In its final transition from HD Expo, Createasphere’s Technology Expo just wrapped another technology exhibition at the Universal Hilton in Universal City, Calif. Createasphere offers attendees the chance to connect and get educated on advancements in technology by getting a firsthand look at products geared toward the entertainment industry and an opportunity to sit in on informative panels. “The name Createasphere really describes what we want to present as well as [a look into] our company culture: a community in support of the content creator,” says Christine Purse, the president and senior counsel at Ignite. “The world of content creation is in a state of constant change and evolution [with] new technology, the dynamics of the creative processes and industry changes.”
Createasphere’s showroom floor showcased exhibits from leading technology companies and top suppliers, such as Birns & Sawyer. The production equipment sales and rental company displayed the products and services offered to production professionals.
Also present on the showroom floor were Litepanels, displaying lighting products such as the Micro and the MicroPro; Marshall Electronics with its LCD rack mountable monitors; JVC, which exhibited its line of HD cameras, monitors, switchers and production specific equipment; Panasonic, showcasing its professional video products and systems; and Hollywood Rentals, on-hand to showcase their services. Each exhibitor exuded high-quality information by interfacing and demonstrating their latest technical advances to all attendees. IDX is expanding into the postproduction market with its multi-format play out server called the PlayMagic MFP-100, which will debut at NAB this year.
Popular at this year’s expo was “AVATAR – Finishing the 3D Blockbuster,” which featured a panel of the postproduction team who worked long, hard hours to deliver the history-making blockbuster. Sponsored by American Cinema Editors, Post Magazine and the Visual Effects Society, the panel consisted of Academy Award-nominated Editors John Refoua, ACE and Stephen Rivkin, ACE, as well as Visual Effects Producer Joyce Cox, DI Colorist Skip Kimball, Visual Effects Editor Christopher Marino and Associate Producer Janace Tashjian. The panel was moderated by Post West Coast Editor Daniel Restuccio, who kept the focus on the editing team and what it took to tackle the megahit film.

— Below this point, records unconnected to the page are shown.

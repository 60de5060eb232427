use std::io::BufRead;
use std::ops::Range;
use rand::Rng;
use rand::seq::SliceRandom;
use crate::error::GraphError;
use crate::realization::{ArrivalMode, Realization};

/// Bipartite type graph. Nodes are numbered `0..on_size + off_size`: online types
/// first, offline vertices afterwards. The adjacency is stored for both sides and
/// kept symmetric.
#[derive(Clone, Debug)]
pub struct TypeGraph {
    on_size: usize,
    off_size: usize,
    adj: Vec<Vec<usize>>,
}

impl TypeGraph {
    /// Constructs an empty type graph with `on_size` online types and `off_size` offline vertices.
    pub fn new(on_size: usize, off_size: usize) -> TypeGraph {
        TypeGraph { on_size, off_size, adj: vec![Vec::new(); on_size + off_size] }
    }

    /// Reads a graph in the format
    /// ```text
    /// c comment
    /// p obm <online types> <offline vertices> <edges>
    /// <a> <b>
    /// ```
    /// with 1-based ids, online types first.
    pub fn from_reader<R: BufRead>(reader: R) -> Result<TypeGraph, GraphError> {
        let mut graph: Option<TypeGraph> = None;
        for (idx, line) in reader.lines().enumerate() {
            let line = line.map_err(GraphError::Read)?;
            let lineno = idx + 1;
            let ll: Vec<&str> = line.split_whitespace().collect();
            if ll.is_empty() {
                continue;
            }
            match ll[0] {
                "c" => {} // skip comments
                "p" => { // parse header
                    if ll.len() < 4 {
                        return Err(GraphError::Header { line: lineno });
                    }
                    let a = parse_id(ll[2], lineno)?;
                    let b = parse_id(ll[3], lineno)?;
                    graph = Some(TypeGraph::new(a, b));
                },
                _ => { // parse edge
                    match graph {
                        None => return Err(GraphError::EdgeBeforeHeader { line: lineno }),
                        Some(ref mut graph) => {
                            if ll.len() < 2 {
                                continue;
                            }
                            let a = parse_id(ll[0], lineno)?;
                            let b = parse_id(ll[1], lineno)?;
                            if a == 0 || b == 0 {
                                return Err(GraphError::InvalidEdge { a, b });
                            }
                            let (a, b) = if a <= graph.on_size { (a, b) } else { (b, a) };
                            graph.add_edge(a - 1, b - 1)?;
                        }
                    }
                }
            }
        }
        graph.ok_or(GraphError::MissingHeader)
    }

    pub fn new_from_stdin() -> Result<TypeGraph, GraphError> {
        TypeGraph::from_reader(std::io::stdin().lock())
    }

    /// Adds edge between online type `i` and offline node `j`. Duplicate edges are ignored.
    pub fn add_edge(&mut self, i: usize, j: usize) -> Result<(), GraphError> {
        if i >= self.on_size || !self.is_offline(j) {
            return Err(GraphError::InvalidEdge { a: i, b: j });
        }
        if !self.adj[i].contains(&j) {
            self.adj[i].push(j);
            self.adj[j].push(i);
        }
        Ok(())
    }

    #[inline(always)]
    pub fn neighbors(&self, u: usize) -> &[usize] {
        &self.adj[u]
    }

    pub fn online_size(&self) -> usize {
        self.on_size
    }

    pub fn offline_size(&self) -> usize {
        self.off_size
    }

    /// Total number of nodes, i.e. the length of per-node state vectors.
    pub fn node_count(&self) -> usize {
        self.on_size + self.off_size
    }

    pub fn offline_range(&self) -> Range<usize> {
        self.on_size..self.on_size + self.off_size
    }

    #[inline(always)]
    pub fn is_offline(&self, j: usize) -> bool {
        j >= self.on_size && j < self.on_size + self.off_size
    }

    pub fn edge_count(&self) -> usize {
        self.adj[..self.on_size].iter().map(|n| n.len()).sum()
    }

    /// Draws a realization with `n` arrivals. Stochastic mode samples types uniformly
    /// with replacement, adversarial mode shuffles the first `n` types.
    pub fn realize<R: Rng + ?Sized>(&self, n: usize, mode: ArrivalMode, rng: &mut R) -> Result<Realization, GraphError> {
        let types = match mode {
            ArrivalMode::Stochastic => {
                if self.on_size == 0 && n > 0 {
                    return Err(GraphError::NoOnlineTypes);
                }
                (0..n).map(|_| rng.gen_range(0..self.on_size)).collect()
            },
            ArrivalMode::Adversarial => {
                if n > self.on_size {
                    return Err(GraphError::RealizationTooLarge { requested: n, on_size: self.on_size });
                }
                let mut types: Vec<usize> = (0..n).collect();
                types.shuffle(rng);
                types
            }
        };
        Ok(Realization::new_unchecked(types))
    }
}

fn parse_id(s: &str, line: usize) -> Result<usize, GraphError> {
    s.parse::<usize>().map_err(|source| GraphError::Parse { line, source })
}
use clap::Parser;
use log::info;
use stochmatch::experiment::{self, ExperimentConfig};
use stochmatch::{ArrivalMode, TypeGraph};

/// Compares online matching algorithms on a type graph read from stdin.
#[derive(Parser, Debug)]
#[command(version)]
struct Args {
    /// Number of simulated repetitions.
    #[arg(short, long, default_value_t = 1000)]
    repetitions: usize,
    #[arg(short, long, default_value_t = 0)]
    seed: u64,
    /// Every type arrives exactly once in random order instead of being sampled.
    #[arg(long)]
    adversarial: bool,
    /// Samples for estimating the reference probabilities (defaults to the number of repetitions).
    #[arg(long)]
    estimate_samples: Option<usize>,
    #[arg(short, long)]
    verbose: bool,
}

fn main() -> anyhow::Result<()> {
    let args = Args::parse();
    let level = if args.verbose { "debug" } else { "info" };
    env_logger::Builder::from_env(env_logger::Env::default().default_filter_or(level)).init();

    let g = TypeGraph::new_from_stdin()?;
    info!("read type graph with {} online types, {} offline vertices, {} edges", g.online_size(), g.offline_size(), g.edge_count());
    let cfg = ExperimentConfig {
        repetitions: args.repetitions,
        seed: args.seed,
        mode: if args.adversarial { ArrivalMode::Adversarial } else { ArrivalMode::Stochastic },
        estimate_samples: args.estimate_samples.unwrap_or(args.repetitions),
    };
    let report = experiment::run(&g, &cfg)?;
    info!("finished {} repetitions", cfg.repetitions);
    print!("{}", report);
    Ok(())
}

The panelists all agreed that James Cameron wanted to create a very real feel to the film without the previous 3D effects that often caused a sense of dizziness. They indicated that part of their goal was to make the 3D film tolerable for a long period of time while not making audiences nauseous as they become a part of the Avatar world. This task took the cooperation and attention of many skilled professionals in numerous fields. With hundreds of shots continually coming in and out and being transferred to each department, Janace Tashjian mentioned how “everything had to flow; there was tremendous amounts of traffic.” Joyce Cox stated that when it came time to edit, “everyone feared the complexity.” It took working together and staying on the same page to make the project run smoothly. When asked about the possibility of an Avatar 2, Cox firmly stated, “What are you? Nuts?”
Government officials and industry representatives from the state of California came together for “Keeping Production in California: Building an Influential Coalition to Save and Create Jobs and Business Now,” a powerful panel that focused on what’s being done right now to support the California film industry. Moderated by Richard Verrier from the L.A. Times, the panel included a dramatic discussion involving Councilmembers Richard Alarcon and Paul Krekorian, California Film Commission Executive Director Amy Lemisch, Producer Michael Robin (“Nip/Tuck,” “The Closer”), Paul Audley from FilmL.A., Jordan Kitaen of the newly launched group California Film Production Alliance and Cinematographer Edward Gutentag.
While the recession and runaway production have created an overall decline in production in the state, the panelists mentioned another cause for the current slowdown: the lack of knowledge in Sacramento. They all agreed that California has to be fiercely in the mix and compete with other locals to keep production work in the state. “We have to compete with these other states and nations,” said Paul Audley. “We have to be in the competition heavy and now.”
Createasphere’s one-day event delivered a great opportunity for industry professionals to come together. “Our community always shows up, and they are deeply compelled by new technology and motivated to learn,” says Christine Purse. “Our community wants and needs to stay on top of their game, and they show it in action.”